French physician and colonial politician (1849–1905)

Jean-Marie Bayol (24 December 1849 - 3 October 1905) was a French army doctor, colonial administrator and politician.

==Early years==

Jean-Marie Bayol was born on 24 December 1849 in Eyguières, Bouches du Rhone, France.
He studied medicine in Montpellier, then joined the naval health department in 1869. He was given his doctorate in 1874.
He was assigned to the marine artillery.

Bayol's first assignment was on the Venus, which visited the coast of West Africa between 1875 and 1876.
He undertook some minor explorations of the Como and Romboé tributaries of the Gabon Estuary in 1878 and explored the Crique Obelo to its source.
In 1879 he was made a first-class naval doctor.
In 1880 he was assigned by Senegal Governor Louis Brière de l'Isle to Captain Joseph Gallieni's expedition in the Upper Niger region.
He was give the title of second in command.

==Explorer==

Bayol left the naval health service after the Gallieni expedition and joined the colonial administration.
In 1881-1882 Bayol and the artist and photographer Ernest Noirot explored part of the Rivières du Sud region of Senegal, which roughly corresponded to modern Guinea.
They left on 4 May 1881 on a journey that took them to Fouta Djallon and Bambouk.
The expedition aimed to promote trade with the French as an alternative to existing arrangements with British traders in Freetown, Sierra Leone.
Bayol found a still-independent theocratic state in the Imamate of Futa Jallon.
In July 1881 a treaty between France and Fouta Jallon was signed at Douhol-Fella by the almami Ibrahim Sory, where the French gained various commercial rights in exchange for an annual subsidy of 2,000 francs.
The Almamis of Futa Jallon, Ibrahima and Amadou, sent an embassy of five notables that accompanied Bayol and Noirot on their return journey to France in January 1882.

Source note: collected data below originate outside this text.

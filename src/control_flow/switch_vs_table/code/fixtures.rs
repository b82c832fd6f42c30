//! Read-only selector fixtures shared by every trial.

use super::{AccessPattern, TrialError, FIXTURE_LEN};
use rand::rngs::StdRng;
use rand::{Rng, SeedableRng};
use std::sync::OnceLock;

/// Seed used when the process-wide fixtures are first touched without [`init`].
pub const DEFAULT_FIXTURE_SEED: u64 = 0x5EED_D15B_A7C4;

static GLOBAL: OnceLock<Fixtures> = OnceLock::new();

/// The ascending and random input sequences.
#[derive(Clone, Debug, PartialEq, Eq)]
pub struct Fixtures {
    seed: u64,
    ascending: Vec<u64>,
    random: Vec<u64>,
}

impl Fixtures {
    /// Build both sequences. The random one is fully determined by `seed`.
    pub fn new(seed: u64) -> Self {
        let mut rng = StdRng::seed_from_u64(seed);
        let random = (0..FIXTURE_LEN)
            .map(|_| rng.random_range(0..=i64::MAX as u64))
            .collect();
        let ascending = (0..FIXTURE_LEN as u64).collect();

        Self {
            seed,
            ascending,
            random,
        }
    }

    pub fn seed(&self) -> u64 {
        self.seed
    }

    pub fn ascending(&self) -> &[u64] {
        &self.ascending
    }

    pub fn random(&self) -> &[u64] {
        &self.random
    }

    /// Selector source for an access pattern.
    pub fn selector(&self, pattern: AccessPattern) -> Selector<'_> {
        match pattern {
            AccessPattern::Sequential => Selector::sequential(),
            AccessPattern::Ascending => Selector {
                inputs: Some(&self.ascending),
            },
            AccessPattern::Random => Selector {
                inputs: Some(&self.random),
            },
        }
    }
}

/// Maps the loop counter to a selector in `[0, fan_out)`.
///
/// An indexed selector always reads a non-empty slice; [`Selector::indexed`]
/// rejects empty ones.
#[derive(Clone, Copy, Debug, PartialEq, Eq)]
pub struct Selector<'a> {
    inputs: Option<&'a [u64]>,
}

impl<'a> Selector<'a> {
    /// `k = i mod N`
    pub const fn sequential() -> Self {
        Self { inputs: None }
    }

    /// `k = inputs[i mod |inputs|] mod N`
    pub fn indexed(inputs: &'a [u64]) -> Result<Self, TrialError> {
        if inputs.is_empty() {
            return Err(TrialError::EmptyInputs);
        }
        Ok(Self {
            inputs: Some(inputs),
        })
    }

    /// The indexed inputs, or `None` for sequential selection. Never empty.
    #[inline(always)]
    pub fn inputs(&self) -> Option<&'a [u64]> {
        self.inputs
    }

    #[inline(always)]
    pub fn select(&self, i: usize, fan_out: usize) -> usize {
        match self.inputs {
            None => i % fan_out,
            Some(inputs) => (inputs[i % inputs.len()] % fan_out as u64) as usize,
        }
    }
}

/// Install the process-wide fixtures.
///
/// Returns `false` if they were already built, in which case the existing
/// fixtures (and their seed) stay in place.
pub fn init(seed: u64) -> bool {
    install(&GLOBAL, seed)
}

fn install(cell: &OnceLock<Fixtures>, seed: u64) -> bool {
    let mut installed = false;
    let fixtures = cell.get_or_init(|| {
        installed = true;
        Fixtures::new(seed)
    });

    if !installed && fixtures.seed != seed {
        tracing::warn!(
            requested = seed,
            active = fixtures.seed,
            "fixtures already initialised, keeping existing seed"
        );
    }
    installed
}

/// The process-wide fixtures, built with [`DEFAULT_FIXTURE_SEED`] if [`init`] was never called.
pub fn global() -> &'static Fixtures {
    GLOBAL.get_or_init(|| Fixtures::new(DEFAULT_FIXTURE_SEED))
}

#[cfg(test)]
mod tests {
    use super::*;

    #[test]
    fn test_install_keeps_first_seed() {
        let cell = OnceLock::new();
        assert!(install(&cell, 7));
        assert_eq!(cell.get().map(Fixtures::seed), Some(7));

        assert!(!install(&cell, 8));
        assert!(!install(&cell, 7));
        assert_eq!(cell.get(), Some(&Fixtures::new(7)));
    }

    #[test]
    fn test_indexed_selector_rejects_empty_inputs() {
        assert_eq!(Selector::indexed(&[]), Err(TrialError::EmptyInputs));

        let inputs = [9u64];
        let selector = Selector::indexed(&inputs).unwrap();
        assert_eq!(selector.inputs(), Some(&inputs[..]));
        assert_eq!(selector.select(3, 4), 1);
        assert_eq!(Selector::sequential().inputs(), None);
    }

    #[test]
    fn test_fixture_selectors_are_never_empty() {
        let fixtures = Fixtures::new(21);
        for pattern in AccessPattern::ALL {
            let selector = fixtures.selector(pattern);
            match pattern {
                AccessPattern::Sequential => assert_eq!(selector.inputs(), None),
                _ => assert_eq!(selector.inputs().map(<[u64]>::len), Some(FIXTURE_LEN)),
            }
        }
    }
}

Bayol was assigned a new mission to the Bambara kingdom of Kaarta, leaving Kayes on 23 December 1882.
He had to turn back at Touba due to threats from Toucouleur warriors.
Returning to Bafoulabé he explored the Guinina and Bamako regions.
He left Bamako on 13 March 1883 and again traveled east towards the region near Timbuktu. He signed a treaty with the formerly hostile Bambara chiefs.
He returned to Bamako on 27 May 1883.

==Colonial administrator==

On 12 October 1883, Bayol was made lieutenant-governor of Senegal, in charge of the Rivières du Sud region. He undertook a further trip to the area in 1885 accompanied by the photographer Pierre Camille Victor Huas.
In 1887 he was made governor of French Guinea.
He drew up the plans for the city of Conakry. He undertook a diplomatic mission in Dahomey.
He was a member of the commission to define the boundaries between the French and British possessions in West Africa.
On 14 July 1889 he was made an Officer of the Legion of Honor.

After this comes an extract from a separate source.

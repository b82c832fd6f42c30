//! Control-flow micro-benchmarks.

pub mod switch_vs_table;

Glele, King of Dahomey, attacked the protectorate of Porto-Novo in March 1889.
Bayol was sent Abomey to negotiate, and was taken prisoner.
The king ordered him to abandon Porto-Novo and Cotonou. Under duress, on 27 December 1889 Bayol signed an act that made Porto-Novo subject to Dahomey. After returning to Kotonou on 31 December 1889 he dispatched two companies of troops, which made contact with the Dahomey forces on 19 February 1890.
However, he fell out with the Minister, who wanted to follow a defensive policy while Bayol advocated an advance on Abomey.
In 1892 he was made an honorary governor and retired to Eyguières.

==Politician==

Bayol entered politics and was elected councilor for Bouches-du-Rhône on 31 July 1898.
He was elected to the Senate on 4 January 1903, where he joined the democratic left.
He was involved in various measures related to the navy, army and marine corps.
On 3 October 1905 he died in Paris.

==Bibliography==

- Bayol, Jean (1880). "Papiers du Docteur Bayol, médecin de la mission Gallieni dans le Haut-Sénégal et le Haut-Niger"
- Bayol, Jean (1881). "Voyage au pays de Bamako sur le Haut-Niger (Soudan occidental)"
- Bayol, Jean (1881). "Papiers du Docteur Bayol, chargé de mission dans le Fouta-Djalon, 1881, puis au Soudan français, 1882-1883"
- Bayol, Jean (1888). "Voyage en Sénégambie: Haut-Niger, Bambouck, Fouta-Djallon et Grand-Bélédougou 1880-1885"
- Bayol, Jean (1893). "Les Dahoméens au Champ de Mars (Palais des Arts libéraux): moeurs et coutumes : exposition d'ethnographie coloniale"
- Laumann, E. M. (1894). "A la côte occidentale d'Afrique, par E.-M. Laumann,... Préface de Jean Bayol,..."
- Bayol, Jean (1903). "Rapport fait au nom de la commission de la marine, chargée d'examiner la proposition de loi, adoptée par la chambre des députés, portant création d'un cadre de réserve pour les officiers généraux des différents corps de la marine autres que les officiers de vaisseau, par M. Bayol,... (5 février 1903.)."
- Bayol, Jean (1904). "Rapport fait au nom de la Commission de la marine, chargée d'examiner le projet de loi portant organisation du corps de santé de la marine"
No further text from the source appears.